Михаил Львович, собрав самых ближних — братьев Василия да Ивана, князей Жижемских и Озерецких, зятя своего Якуба Ивашенцева, — говорил раздумчиво:
— Послов в Туров понаехало довольно. Однако же, господа, посол — не полк и не тумен: в поле с ним не выйдешь. А когда обещанные царём и ханом войска поспеют, того я не ведаю. И потому сейчас надобно нам ждать и с Сигизмундом сколь можно долго большой брани не затевать. Ежели король нас упредит и выйдет против нас со всеми силами, то мы войну проиграем, не начав. И потому, говорю вам снова, сейчас главное не озлоблять короля напрасно и не ввязываться в войну с ним, прежде чем соберём все наши силы воедино.

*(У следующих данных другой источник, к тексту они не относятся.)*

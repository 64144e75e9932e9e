//! Validation functionality
//!
//! Provides the schema checks run between staging and the final-table merge.

pub mod schema;

pub use schema::{ColumnsMismatchError, SchemaValidator, check_primary_keys};
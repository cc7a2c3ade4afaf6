#![doc = include_str!("../README.md")]
#![cfg_attr(docsrs, feature(doc_cfg, doc_auto_cfg))]
#![cfg_attr(not(test), warn(unused_crate_dependencies))]

mod utils;
pub use utils::unique_name;

pub mod cli;
pub mod config;
pub mod containers;
pub mod error;
pub mod genesis;
pub mod images;
pub mod info;
pub mod logging;
pub mod network;
pub mod orchestrator;
pub mod registry;
pub mod runtime;
pub mod status;

pub use config::{BuilderVariant, PlaygroundConfig};
pub use error::{Phase, PlaygroundError};
pub use genesis::{GenesisArtifacts, GenesisTool};
pub use info::PlaygroundInfo;
pub use orchestrator::{ComponentState, Playground, RunContext, StartReport, StopReport};
pub use status::{HealthStatus, StatusReport};
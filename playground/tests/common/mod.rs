//! In-memory container runtime and genesis tool for driving the orchestrator.

#![allow(dead_code, unreachable_pub)]

use std::{
    collections::{BTreeMap, BTreeSet},
    path::{Path, PathBuf},
    sync::{Arc, Mutex},
    time::Duration,
};

use async_trait::async_trait;
use mev_playground::{
    PlaygroundConfig,
    genesis::{GenesisError, GenesisTool, values_env_timestamp},
    network::AddressClass,
    orchestrator::Playground,
    registry::{ComponentSpec, Registry},
    runtime::{
        COMPONENT_LABEL, ContainerHealth, ContainerRuntime, ContainerSpec, ContainerStatus,
        ContainerSummary, JobOutput, JobSpec, MANAGED_LABEL, NetworkInfo, ProbeStatus, RuntimeError,
    },
};
use sha2::{Digest, Sha256};

/// A runtime call, in the order it was made.
#[derive(Debug, Clone, PartialEq, Eq)]
pub enum Event {
    CreateNetwork(String),
    RemoveNetwork(String),
    Pull(String),
    Create(String),
    Start(String),
    Stop(String),
    Remove(String),
    Job(String),
}

#[derive(Debug)]
struct FakeContainer {
    spec: ContainerSpec,
    status: ContainerStatus,
}

#[derive(Debug, Default)]
struct FakeState {
    networks: BTreeMap<String, NetworkInfo>,
    containers: BTreeMap<String, FakeContainer>,
    events: Vec<Event>,
    jobs: Vec<JobSpec>,
    unhealthy: BTreeSet<String>,
    exiting: BTreeSet<String>,
    failing_create: BTreeSet<String>,
    failing_pull: BTreeSet<String>,
    failing_stop: BTreeSet<String>,
    failing_remove: BTreeSet<String>,
    failing_job: Option<String>,
    refuse_network_create: bool,
    refuse_network_remove: bool,
}

/// Containers live in a map; every call is recorded as an [`Event`].
#[derive(Debug, Default)]
pub struct FakeRuntime {
    state: Mutex<FakeState>,
}

impl FakeRuntime {
    pub fn new() -> Arc<Self> {
        Arc::new(Self::default())
    }

    /// The container runs but its health check never passes.
    pub fn fail_health(&self, name: &str) {
        self.state.lock().unwrap().unhealthy.insert(name.to_string());
    }

    /// The container exits as soon as it starts.
    pub fn exit_on_start(&self, name: &str) {
        self.state.lock().unwrap().exiting.insert(name.to_string());
    }

    /// Creating the container fails.
    pub fn fail_create(&self, name: &str) {
        self.state.lock().unwrap().failing_create.insert(name.to_string());
    }

    /// Pulling the image fails.
    pub fn fail_pull(&self, image: &str) {
        self.state.lock().unwrap().failing_pull.insert(image.to_string());
    }

    /// Stopping the container fails.
    pub fn fail_stop(&self, name: &str) {
        self.state.lock().unwrap().failing_stop.insert(name.to_string());
    }

    /// Removing the container fails.
    pub fn fail_remove(&self, name: &str) {
        self.state.lock().unwrap().failing_remove.insert(name.to_string());
    }

    /// Creating any network fails.
    pub fn refuse_network_create(&self) {
        self.state.lock().unwrap().refuse_network_create = true;
    }

    /// Removing any network fails.
    pub fn refuse_network_remove(&self) {
        self.state.lock().unwrap().refuse_network_remove = true;
    }

    /// Every job exits non-zero with `output`.
    pub fn fail_jobs(&self, output: &str) {
        self.state.lock().unwrap().failing_job = Some(output.to_string());
    }

    pub fn insert_network(&self, name: &str, subnet: &str) {
        self.state.lock().unwrap().networks.insert(
            name.to_string(),
            NetworkInfo { id: format!("{name}-id"), name: name.to_string(), subnets: vec![subnet.to_string()] },
        );
    }

    pub fn has_network(&self, name: &str) -> bool {
        self.state.lock().unwrap().networks.contains_key(name)
    }

    pub fn events(&self) -> Vec<Event> {
        self.state.lock().unwrap().events.clone()
    }

    pub fn clear_events(&self) {
        self.state.lock().unwrap().events.clear();
    }

    pub fn jobs(&self) -> Vec<JobSpec> {
        self.state.lock().unwrap().jobs.clone()
    }

    pub fn started(&self) -> Vec<String> {
        self.events()
            .into_iter()
            .filter_map(|e| match e {
                Event::Start(name) => Some(name),
                _ => None,
            })
            .collect()
    }

    pub fn stopped(&self) -> Vec<String> {
        self.events()
            .into_iter()
            .filter_map(|e| match e {
                Event::Stop(name) => Some(name),
                _ => None,
            })
            .collect()
    }

    pub fn container_names(&self) -> Vec<String> {
        self.state.lock().unwrap().containers.keys().cloned().collect()
    }

    pub fn status_of(&self, name: &str) -> ContainerStatus {
        self.state
            .lock()
            .unwrap()
            .containers
            .get(name)
            .map_or(ContainerStatus::Missing, |c| c.status)
    }

    pub fn spec(&self, name: &str) -> Option<ContainerSpec> {
        self.state.lock().unwrap().containers.get(name).map(|c| c.spec.clone())
    }

    fn record(&self, event: Event) {
        self.state.lock().unwrap().events.push(event);
    }
}

#[async_trait]
impl ContainerRuntime for FakeRuntime {
    async fn inspect_network(&self, name: &str) -> Result<Option<NetworkInfo>, RuntimeError> {
        Ok(self.state.lock().unwrap().networks.get(name).cloned())
    }

    async fn create_network(&self, name: &str, subnet: &str) -> Result<String, RuntimeError> {
        self.record(Event::CreateNetwork(name.to_string()));
        if self.state.lock().unwrap().refuse_network_create {
            return Err(RuntimeError::Backend("daemon refused".into()));
        }
        self.insert_network(name, subnet);
        Ok(format!("{name}-id"))
    }

    async fn remove_network(&self, name: &str) -> Result<(), RuntimeError> {
        let mut state = self.state.lock().unwrap();
        state.events.push(Event::RemoveNetwork(name.to_string()));
        if state.refuse_network_remove {
            return Err(RuntimeError::Backend(format!("network {name} has active endpoints")));
        }
        state.networks.remove(name);
        Ok(())
    }

    async fn ensure_image(&self, image: &str) -> Result<(), RuntimeError> {
        self.record(Event::Pull(image.to_string()));
        if self.state.lock().unwrap().failing_pull.contains(image) {
            return Err(RuntimeError::NotFound(image.to_string()));
        }
        Ok(())
    }

    async fn create_container(&self, spec: &ContainerSpec) -> Result<(), RuntimeError> {
        let mut state = self.state.lock().unwrap();
        state.events.push(Event::Create(spec.name.clone()));
        if state.failing_create.contains(&spec.name) {
            return Err(RuntimeError::Backend(format!("cannot create {}", spec.name)));
        }
        if state.containers.contains_key(&spec.name) {
            return Err(RuntimeError::Backend(format!("container {} already exists", spec.name)));
        }
        state
            .containers
            .insert(spec.name.clone(), FakeContainer { spec: spec.clone(), status: ContainerStatus::Created });
        Ok(())
    }

    async fn start_container(&self, name: &str) -> Result<(), RuntimeError> {
        let mut state = self.state.lock().unwrap();
        state.events.push(Event::Start(name.to_string()));
        let exiting = state.exiting.contains(name);
        let container =
            state.containers.get_mut(name).ok_or_else(|| RuntimeError::NotFound(name.to_string()))?;
        container.status = if exiting { ContainerStatus::Exited } else { ContainerStatus::Running };
        Ok(())
    }

    async fn stop_container(&self, name: &str) -> Result<(), RuntimeError> {
        let mut state = self.state.lock().unwrap();
        state.events.push(Event::Stop(name.to_string()));
        if state.failing_stop.contains(name) {
            return Err(RuntimeError::Backend(format!("cannot stop {name}")));
        }
        if let Some(container) = state.containers.get_mut(name) {
            container.status = ContainerStatus::Exited;
        }
        Ok(())
    }

    async fn remove_container(&self, name: &str) -> Result<(), RuntimeError> {
        let mut state = self.state.lock().unwrap();
        state.events.push(Event::Remove(name.to_string()));
        if state.failing_remove.contains(name) {
            return Err(RuntimeError::Backend(format!("cannot remove {name}")));
        }
        state.containers.remove(name);
        Ok(())
    }

    async fn container_health(&self, name: &str) -> Result<ContainerHealth, RuntimeError> {
        let state = self.state.lock().unwrap();
        let Some(container) = state.containers.get(name) else {
            return Ok(ContainerHealth::MISSING);
        };
        let probe = match container.status {
            ContainerStatus::Running if state.unhealthy.contains(name) => ProbeStatus::Failing,
            ContainerStatus::Running => ProbeStatus::Passing,
            _ => ProbeStatus::Pending,
        };
        Ok(ContainerHealth { status: container.status, probe })
    }

    async fn container_logs(&self, name: &str, tail: usize) -> Result<String, RuntimeError> {
        let state = self.state.lock().unwrap();
        if !state.containers.contains_key(name) {
            return Err(RuntimeError::NotFound(name.to_string()));
        }
        Ok((0..tail).map(|i| format!("{name} line {i}\n")).collect())
    }

    async fn list_managed(&self) -> Result<Vec<ContainerSummary>, RuntimeError> {
        let state = self.state.lock().unwrap();
        Ok(state
            .containers
            .values()
            .filter(|c| c.spec.labels.get(MANAGED_LABEL).map(String::as_str) == Some("true"))
            .map(|c| ContainerSummary {
                name: c.spec.name.clone(),
                component: c.spec.labels.get(COMPONENT_LABEL).cloned(),
            })
            .collect())
    }

    async fn run_job(&self, job: &JobSpec) -> Result<JobOutput, RuntimeError> {
        let mut state = self.state.lock().unwrap();
        state.events.push(Event::Job(job.name.clone()));
        state.jobs.push(job.clone());
        if let Some(output) = &state.failing_job {
            return Err(RuntimeError::JobFailed { name: job.name.clone(), code: 1, output: output.clone() });
        }
        Ok(JobOutput { output: String::new() })
    }
}

/// Writes the files the real generators would, derived from their inputs.
///
/// The validators root depends only on the mnemonic and validator count.
#[derive(Debug, Default)]
pub struct FakeGenesisTool {
    pub fail_chain: bool,
    pub skip_validators_root: bool,
    pub keystores: Option<u32>,
    pub calls: Mutex<Vec<&'static str>>,
}

impl FakeGenesisTool {
    pub fn failing() -> Self {
        Self { fail_chain: true, ..Default::default() }
    }

    pub fn calls(&self) -> Vec<&'static str> {
        self.calls.lock().unwrap().clone()
    }
}

fn validators_root(mnemonic: &str, count: u32) -> String {
    let mut hasher = Sha256::new();
    hasher.update(mnemonic.as_bytes());
    hasher.update(count.to_be_bytes());
    format!("0x{}", hex::encode(hasher.finalize()))
}

fn values_env_field<'a>(values_env: &'a str, key: &str) -> Option<&'a str> {
    values_env.lines().find_map(|line| {
        line.strip_prefix("export ")?
            .strip_prefix(key)?
            .strip_prefix('=')
            .map(|v| v.trim_matches('"'))
    })
}

#[async_trait]
impl GenesisTool for FakeGenesisTool {
    async fn generate_chain(&self, input_dir: &Path, output_dir: &Path) -> Result<(), GenesisError> {
        self.calls.lock().unwrap().push("chain");
        if self.fail_chain {
            return Err(GenesisError::ToolFailed {
                tool: "genesis-generator",
                diagnostic: "exit code 1\ninvalid fork schedule".into(),
            });
        }
        let values_env = std::fs::read_to_string(input_dir.join("values.env")).unwrap();
        assert!(input_dir.join("additional-contracts.json").is_file());
        let timestamp = values_env_timestamp(&values_env).unwrap();
        let mnemonic = values_env_field(&values_env, "EL_AND_CL_MNEMONIC").unwrap();
        let count: u32 = values_env_field(&values_env, "NUMBER_OF_VALIDATORS").unwrap().parse().unwrap();

        let metadata = output_dir.join("metadata");
        std::fs::create_dir_all(&metadata).unwrap();
        std::fs::write(
            metadata.join("genesis.json"),
            format!(r#"{{"config":{{}},"timestamp":"{timestamp:#x}"}}"#),
        )
        .unwrap();
        std::fs::write(metadata.join("genesis.ssz"), timestamp.to_le_bytes()).unwrap();
        std::fs::write(metadata.join("config.yaml"), format!("MIN_GENESIS_TIME: {timestamp}\n")).unwrap();
        if !self.skip_validators_root {
            std::fs::write(
                metadata.join("genesis_validators_root.txt"),
                validators_root(mnemonic, count).trim_start_matches("0x"),
            )
            .unwrap();
        }
        Ok(())
    }

    async fn generate_keystores(
        &self,
        _mnemonic: &str,
        count: u32,
        parent_dir: &Path,
    ) -> Result<(), GenesisError> {
        self.calls.lock().unwrap().push("keystores");
        let out = parent_dir.join("keystores");
        for i in 0..self.keystores.unwrap_or(count) {
            let pubkey = format!("0x{i:096x}");
            let dir = out.join("keys").join(&pubkey);
            std::fs::create_dir_all(&dir).unwrap();
            std::fs::write(dir.join("voting-keystore.json"), format!(r#"{{"pubkey":"{pubkey}"}}"#)).unwrap();
            std::fs::create_dir_all(out.join("secrets")).unwrap();
            std::fs::write(out.join("secrets").join(&pubkey), "secret").unwrap();
        }
        Ok(())
    }
}

/// A config rooted at `dir` with a small validator set.
pub fn test_config(dir: &Path) -> PlaygroundConfig {
    let mut config = PlaygroundConfig { data_dir: dir.join("pg"), ..Default::default() };
    config.chain.validator_count = 4;
    config.chain.genesis_delay = 0;
    config
}

pub fn data_dir(config: &PlaygroundConfig) -> PathBuf {
    config.data_dir.clone()
}

/// A tools-class component with a short health timeout.
pub fn component(name: &str, slot: u8, deps: &[&str]) -> ComponentSpec {
    ComponentSpec::new(name, format!("example/{name}:latest"), AddressClass::Tools, slot)
        .depends_on(deps.iter().copied())
        .with_health(
            mev_playground::runtime::HealthCheck::running(Duration::from_secs(5))
                .with_interval(Duration::from_millis(100)),
        )
}

pub type FakePlayground = Playground<FakeRuntime, FakeGenesisTool>;

/// A playground over an explicit component set.
pub fn playground_with(
    config: PlaygroundConfig,
    runtime: &Arc<FakeRuntime>,
    components: Vec<ComponentSpec>,
) -> FakePlayground {
    let registry = Registry::new(components).unwrap();
    Playground::with_registry(config, Arc::clone(runtime), FakeGenesisTool::default(), registry)
}

/// A playground over the default component table.
pub fn default_playground(config: PlaygroundConfig, runtime: &Arc<FakeRuntime>) -> FakePlayground {
    Playground::new(config, Arc::clone(runtime), FakeGenesisTool::default()).unwrap()
}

А с Яном Костевичем завтра с утра я начну переговаривать о мире и ждать своего часа.
— Верно говоришь, брат, верно, — первым откликнулся Василий, остальные загомонили, соглашаясь.
Вдруг в дверь покоя постучали. Михаил Львович, недоумевая, приподнял брови: строго велел никого к нему не впускать, и любому, кто бы он ни был, — ждать конца совета.
Подумав немного, никому не велел спросить, кто там — за дверью. Встал сам и грузно, неспешно, пошёл к двери. Чуть приоткрыв, глянул в соседний покой. У порога стоял Пиколка — грязный, потный, худой. Видно было, что скакал напролёт дни и ночи.
Наклонившись к уху Николки, Глинский спросил еле слышно:
— Чего стряслось?
Николка выдохнул хриплым шёпотом:
— Христофор Заберезинского убил.
Михаил Львович на мгновение припал головой к дверной притолоке, закрыл глаза. Выдохнул глухо:
— Иди, Николка, ступай, отдохни с дороги.
Закрыв дверь, Михаил Львович неспешно прошёл на своё место. Сел, сложив на краю стола большие сильные руки. Сказал тихо:
— За минуту меняется судьба человека и даже целого государства. Минуту назад выходил я отсюда мироносцем, вернулся непримиримым воителем. Надобно всем нам думать теперь о войне скорой и беспощадной.